The Night Travelers by Armando Lucas Correa
5.0

This is a heart-wrenching, often frightening, suspenseful story about the ways that war and civil strife can impact generations and generations from the same family. Just when you think the next generation might be safe, might have a better chance at a happy life than the last -- bam, something makes it so that you're left with the narrator characters who are having to make extremely hard choices yet again. It's exhausting at times, and that's the point, because this sure does feel realistic even though it's historical fiction.
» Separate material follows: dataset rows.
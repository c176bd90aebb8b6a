use std::env;

use anyhow::{anyhow, Result};
use clap::{ArgAction, Parser, Subcommand};
use serde::Serialize;
use serde_json::json;
use tracing::info;
use tracing_subscriber::EnvFilter;

use tabrag_core::Domain;
use tabrag_rag::settings::parse_bool;
use tabrag_rag::{App, ChatRequest, IndexKind, QueryMeta, Settings};

const VERSION: &str = env!("CARGO_PKG_VERSION");

#[derive(Parser, Debug)]
#[command(name = "tabrag", version = VERSION, about = "Tabular admissions data question answering")]
struct Cli {
    /// Debug logging (also TABRAG_VERBOSE=1).
    #[arg(long, short = 'v', global = true, action = ArgAction::SetTrue)]
    verbose: bool,
    #[command(subcommand)]
    command: Commands,
}

#[derive(Subcommand, Debug)]
enum Commands {
    /// Normalize a tenant directory without indexing it.
    Preview {
        #[arg(long)]
        bot: Option<String>,
        #[arg(long)]
        domain: Option<String>,
        #[arg(long, default_value_t = 10)]
        sample: usize,
    },
    Ingest {
        #[arg(long)]
        bot: Option<String>,
    },
    /// Drop the collection, and the tenant's catalog when --bot is given.
    Reset {
        #[arg(long)]
        bot: Option<String>,
    },
    /// Rank catalog programs against free text.
    Resolve {
        #[arg(long)]
        bot: Option<String>,
        text: String,
        #[arg(long, default_value_t = 5)]
        limit: usize,
    },
    Chat {
        #[arg(long)]
        bot: Option<String>,
        #[arg(long, default_value = "anon")]
        session: String,
        message: String,
        #[arg(long)]
        periodo: Option<String>,
        #[arg(long)]
        facultad: Option<String>,
        #[arg(long)]
        carrera: Option<String>,
        #[arg(long)]
        modalidad: Option<String>,
        #[arg(long, action = ArgAction::SetTrue)]
        debug: bool,
    },
    Health,
}

fn main() -> Result<()> {
    let cli = Cli::parse();
    init_tracing(cli.verbose);
    let settings = Settings::from_env()?;
    let app = App::from_settings(settings)?;
    let default_bot = app.profiles().default_bot_id().to_string();

    match cli.command {
        Commands::Preview { bot, domain, sample } => {
            let bot = bot.unwrap_or(default_bot);
            let only_domain = match domain {
                Some(raw) => Some(Domain::parse(&raw).ok_or_else(|| anyhow!("unknown domain {raw}"))?),
                None => None,
            };
            print_json(&app.pipeline().preview(&bot, only_domain, sample)?)
        }
        Commands::Ingest { bot } => {
            let bot = bot.unwrap_or(default_bot);
            print_json(&app.pipeline().ingest(&bot)?)
        }
        Commands::Reset { bot } => print_json(&app.pipeline().reset(bot.as_deref())?),
        Commands::Resolve { bot, text, limit } => {
            let bot = bot.unwrap_or(default_bot);
            let candidates = app.catalog.search_candidates(&bot, &text, limit)?;
            let best = candidates
                .first()
                .filter(|m| m.score >= app.settings.resolve_threshold)
                .cloned();
            print_json(&json!({
                "bot_id": bot,
                "threshold": app.settings.resolve_threshold,
                "match": best,
                "candidates": candidates,
            }))
        }
        Commands::Chat {
            bot,
            session,
            message,
            periodo,
            facultad,
            carrera,
            modalidad,
            debug,
        } => {
            let bot = bot.unwrap_or(default_bot);
            if app.settings.vector_index == IndexKind::Memory {
                // The in-process index starts empty on every run.
                let report = app.pipeline().ingest(&bot)?;
                info!(bot_id = %bot, rows = report.found_rows, "loaded in-memory index");
            }
            let request = ChatRequest {
                message,
                bot_id: Some(bot),
                session_id: session,
                meta: QueryMeta {
                    program_id: None,
                    program: carrera,
                    faculty: facultad,
                    modality: modalidad,
                    period: periodo,
                },
                debug,
            };
            print_json(&app.orchestrator().handle(&request)?)
        }
        Commands::Health => print_json(&app.pipeline().health()?),
    }
}

fn init_tracing(verbose: bool) {
    let verbose = verbose || env::var("TABRAG_VERBOSE").map(|v| parse_bool(&v)).unwrap_or(false);
    let filter = if verbose {
        EnvFilter::new("debug")
    } else {
        EnvFilter::try_from_default_env().unwrap_or_else(|_| EnvFilter::new("info"))
    };
    let _ = tracing_subscriber::fmt()
        .with_env_filter(filter)
        .with_writer(std::io::stderr)
        .try_init();
}

fn print_json<T: Serialize>(value: &T) -> Result<()> {
    println!("{}", serde_json::to_string_pretty(value)?);
    Ok(())
}
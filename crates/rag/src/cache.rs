use anyhow::{Context, Result};
use bytemuck::cast_slice;
use chrono::{DateTime, SecondsFormat, Utc};
use parking_lot::Mutex;
use rusqlite::{params, Connection, OptionalExtension};
use sha2::{Digest, Sha256};
use std::path::Path;
use std::sync::Arc;
use tracing::{debug, warn};

use tabrag_core::now_iso_utc;
use tabrag_llm::EmbedMode;

use crate::provider::Embedder;

const SCHEMA: &str = r#"
    CREATE TABLE IF NOT EXISTS embedding_cache (
        key TEXT PRIMARY KEY,
        model TEXT NOT NULL,
        vector BLOB NOT NULL,
        created_at TEXT NOT NULL
    );
    CREATE INDEX IF NOT EXISTS idx_embedding_cache_created ON embedding_cache(created_at);
"#;

/// Memoizes embeddings per `(model tag, text)`. Rows are write-once.
pub struct EmbeddingCache {
    conn: Mutex<Connection>,
    embedder: Arc<dyn Embedder>,
}

impl EmbeddingCache {
    pub fn open<P: AsRef<Path>>(path: P, embedder: Arc<dyn Embedder>) -> Result<Self> {
        let path = path.as_ref();
        if let Some(parent) = path.parent().filter(|p| !p.as_os_str().is_empty()) {
            std::fs::create_dir_all(parent)
                .with_context(|| format!("failed to create {}", parent.display()))?;
        }
        let conn = Connection::open(path)
            .with_context(|| format!("failed to open embedding cache {}", path.display()))?;
        conn.execute_batch("PRAGMA journal_mode = WAL;")?;
        Self::with_connection(conn, embedder)
    }

    pub fn in_memory(embedder: Arc<dyn Embedder>) -> Result<Self> {
        Self::with_connection(Connection::open_in_memory()?, embedder)
    }

    fn with_connection(conn: Connection, embedder: Arc<dyn Embedder>) -> Result<Self> {
        conn.execute_batch(SCHEMA)?;
        Ok(Self {
            conn: Mutex::new(conn),
            embedder,
        })
    }

    pub fn embedder(&self) -> &Arc<dyn Embedder> {
        &self.embedder
    }

    pub fn model_tag(&self, mode: EmbedMode) -> String {
        match mode {
            EmbedMode::Document => self.embedder.model().to_string(),
            EmbedMode::Query => format!("{}:query", self.embedder.model()),
        }
    }

    /// Same length and order as `texts`. Each miss is persisted before the next
    /// text is embedded, so a provider failure keeps earlier results.
    pub fn embed_many(&self, texts: &[String], mode: EmbedMode) -> Result<Vec<Vec<f32>>> {
        let tag = self.model_tag(mode);
        let mut out = Vec::with_capacity(texts.len());
        let mut misses = 0usize;
        for text in texts {
            let key = cache_key(&tag, text);
            if let Some(vector) = self.lookup(&key)? {
                out.push(vector);
                continue;
            }
            misses += 1;
            let vector = self.embedder.embed(text, mode)?;
            self.store(&key, &tag, &vector)?;
            out.push(vector);
        }
        debug!(model = %tag, total = texts.len(), misses, "embedded texts through cache");
        Ok(out)
    }

    pub fn embed_one(&self, text: &str, mode: EmbedMode) -> Result<Vec<f32>> {
        let mut vectors = self.embed_many(&[text.to_string()], mode)?;
        Ok(vectors.pop().unwrap_or_default())
    }

    pub fn len(&self) -> Result<usize> {
        let conn = self.conn.lock();
        let count: i64 = conn.query_row("SELECT COUNT(*) FROM embedding_cache", [], |row| row.get(0))?;
        Ok(count as usize)
    }

    pub fn is_empty(&self) -> Result<bool> {
        Ok(self.len()? == 0)
    }

    /// Deletes entries created before `cutoff`; returns how many were removed.
    pub fn prune_older_than(&self, cutoff: DateTime<Utc>) -> Result<usize> {
        let cutoff = cutoff.to_rfc3339_opts(SecondsFormat::Secs, true);
        let conn = self.conn.lock();
        let removed = conn.execute(
            "DELETE FROM embedding_cache WHERE created_at < ?1",
            params![cutoff],
        )?;
        Ok(removed)
    }

    fn lookup(&self, key: &str) -> Result<Option<Vec<f32>>> {
        let conn = self.conn.lock();
        let blob: Option<Vec<u8>> = conn
            .query_row(
                "SELECT vector FROM embedding_cache WHERE key = ?1",
                params![key],
                |row| row.get(0),
            )
            .optional()?;
        let Some(blob) = blob else {
            return Ok(None);
        };
        if blob.is_empty() || blob.len() % std::mem::size_of::<f32>() != 0 {
            warn!(key, bytes = blob.len(), "ignoring malformed cached embedding");
            return Ok(None);
        }
        Ok(Some(bytemuck::pod_collect_to_vec::<u8, f32>(&blob)))
    }

    fn store(&self, key: &str, tag: &str, vector: &[f32]) -> Result<()> {
        let conn = self.conn.lock();
        conn.execute(
            "INSERT OR IGNORE INTO embedding_cache (key, model, vector, created_at) VALUES (?1, ?2, ?3, ?4)",
            params![key, tag, cast_slice::<f32, u8>(vector), now_iso_utc()],
        )?;
        Ok(())
    }
}

/// sha256 over `model_tag`, a 0x1F separator, then the text.
pub fn cache_key(model_tag: &str, text: &str) -> String {
    let mut hasher = Sha256::new();
    hasher.update(model_tag.as_bytes());
    hasher.update([0x1F]);
    hasher.update(text.as_bytes());
    hex::encode(hasher.finalize())
}

#[cfg(test)]
mod tests {
    use super::*;
    use anyhow::anyhow;
    use std::sync::atomic::{AtomicUsize, Ordering};

    struct CountingEmbedder {
        calls: AtomicUsize,
        fail_on: Option<&'static str>,
    }

    impl CountingEmbedder {
        fn new(fail_on: Option<&'static str>) -> Self {
            Self {
                calls: AtomicUsize::new(0),
                fail_on,
            }
        }
    }

    impl Embedder for CountingEmbedder {
        fn model(&self) -> &str {
            "fake"
        }

        fn embed(&self, text: &str, mode: EmbedMode) -> Result<Vec<f32>> {
            if Some(text) == self.fail_on {
                return Err(anyhow!("provider down"));
            }
            self.calls.fetch_add(1, Ordering::SeqCst);
            let bias = if mode == EmbedMode::Query { 0.5 } else { 0.0 };
            Ok(vec![text.len() as f32 + bias, 1.0])
        }
    }

    fn strings(items: &[&str]) -> Vec<String> {
        items.iter().map(|s| s.to_string()).collect()
    }

    #[test]
    fn hits_skip_the_provider_and_order_is_kept() {
        let embedder = Arc::new(CountingEmbedder::new(None));
        let cache = EmbeddingCache::in_memory(embedder.clone()).unwrap();
        let first = cache.embed_many(&strings(&["a", "bbb"]), EmbedMode::Document).unwrap();
        let second = cache
            .embed_many(&strings(&["bbb", "a", "cc"]), EmbedMode::Document)
            .unwrap();
        assert_eq!(first, vec![vec![1.0, 1.0], vec![3.0, 1.0]]);
        assert_eq!(second, vec![vec![3.0, 1.0], vec![1.0, 1.0], vec![2.0, 1.0]]);
        assert_eq!(embedder.calls.load(Ordering::SeqCst), 3);
        assert_eq!(cache.len().unwrap(), 3);
    }

    #[test]
    fn query_mode_uses_its_own_tag() {
        let embedder = Arc::new(CountingEmbedder::new(None));
        let cache = EmbeddingCache::in_memory(embedder.clone()).unwrap();
        let doc = cache.embed_one("abc", EmbedMode::Document).unwrap();
        let query = cache.embed_one("abc", EmbedMode::Query).unwrap();
        assert_ne!(doc, query);
        assert_eq!(cache.model_tag(EmbedMode::Query), "fake:query");
        assert_eq!(cache.len().unwrap(), 2);
    }

    #[test]
    fn failure_keeps_earlier_work() {
        let embedder = Arc::new(CountingEmbedder::new(Some("boom")));
        let cache = EmbeddingCache::in_memory(embedder).unwrap();
        let err = cache.embed_many(&strings(&["ok1", "ok2", "boom", "never"]), EmbedMode::Document);
        assert!(err.is_err());
        assert_eq!(cache.len().unwrap(), 2);
    }

    #[test]
    fn persisted_entries_survive_reopen() {
        let dir = tempfile::tempdir().unwrap();
        let path = dir.path().join("nested/embeddings.sqlite");
        {
            let cache = EmbeddingCache::open(&path, Arc::new(CountingEmbedder::new(None))).unwrap();
            cache.embed_one("persist", EmbedMode::Document).unwrap();
        }
        let embedder = Arc::new(CountingEmbedder::new(None));
        let cache = EmbeddingCache::open(&path, embedder.clone()).unwrap();
        assert_eq!(cache.embed_one("persist", EmbedMode::Document).unwrap(), vec![7.0, 1.0]);
        assert_eq!(embedder.calls.load(Ordering::SeqCst), 0);
    }

    #[test]
    fn prune_removes_old_rows_only() {
        let cache = EmbeddingCache::in_memory(Arc::new(CountingEmbedder::new(None))).unwrap();
        cache.embed_one("x", EmbedMode::Document).unwrap();
        let past = Utc::now() - chrono::Duration::days(1);
        assert_eq!(cache.prune_older_than(past).unwrap(), 0);
        let future = Utc::now() + chrono::Duration::days(1);
        assert_eq!(cache.prune_older_than(future).unwrap(), 1);
        assert!(cache.is_empty().unwrap());
    }

    #[test]
    fn key_separates_model_and_text() {
        assert_ne!(cache_key("ab", "c"), cache_key("a", "bc"));
        assert_eq!(cache_key("m", "t").len(), 64);
    }
}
In that regard, even when the pacing is slower and it's taking time to build up what the new country's environment is like, tension is still simmering and I always felt engaged in finding out what decisions everyone would have to make next.

I think if there's anything a little bit nitpicky I wish we saw a tiny bit more of, it'd be the impact of the falling of the Berlin Wall -- the years that the new generations "pick up the narration" are all very impactful years in the histories of the countries they're in, and yet I feel like I don't remember much about the Berlin Wall really impacting Nadine's timeline as much as WWII impacted Ally's and the arrests in Cuba impacted Lilith's. Still, that's indeed nitpicky (what matters more in this story's framing than even the historical events is the focus on the family relationships and how the generations all feel about each other. And that IS what the "screentime" here gets).

Overall, this is tragic, sometimes romantic and flowery and fun, and full of forgiveness and regret, all of which feel so natural and well-built-up-to based on the scary times these characters have to live in.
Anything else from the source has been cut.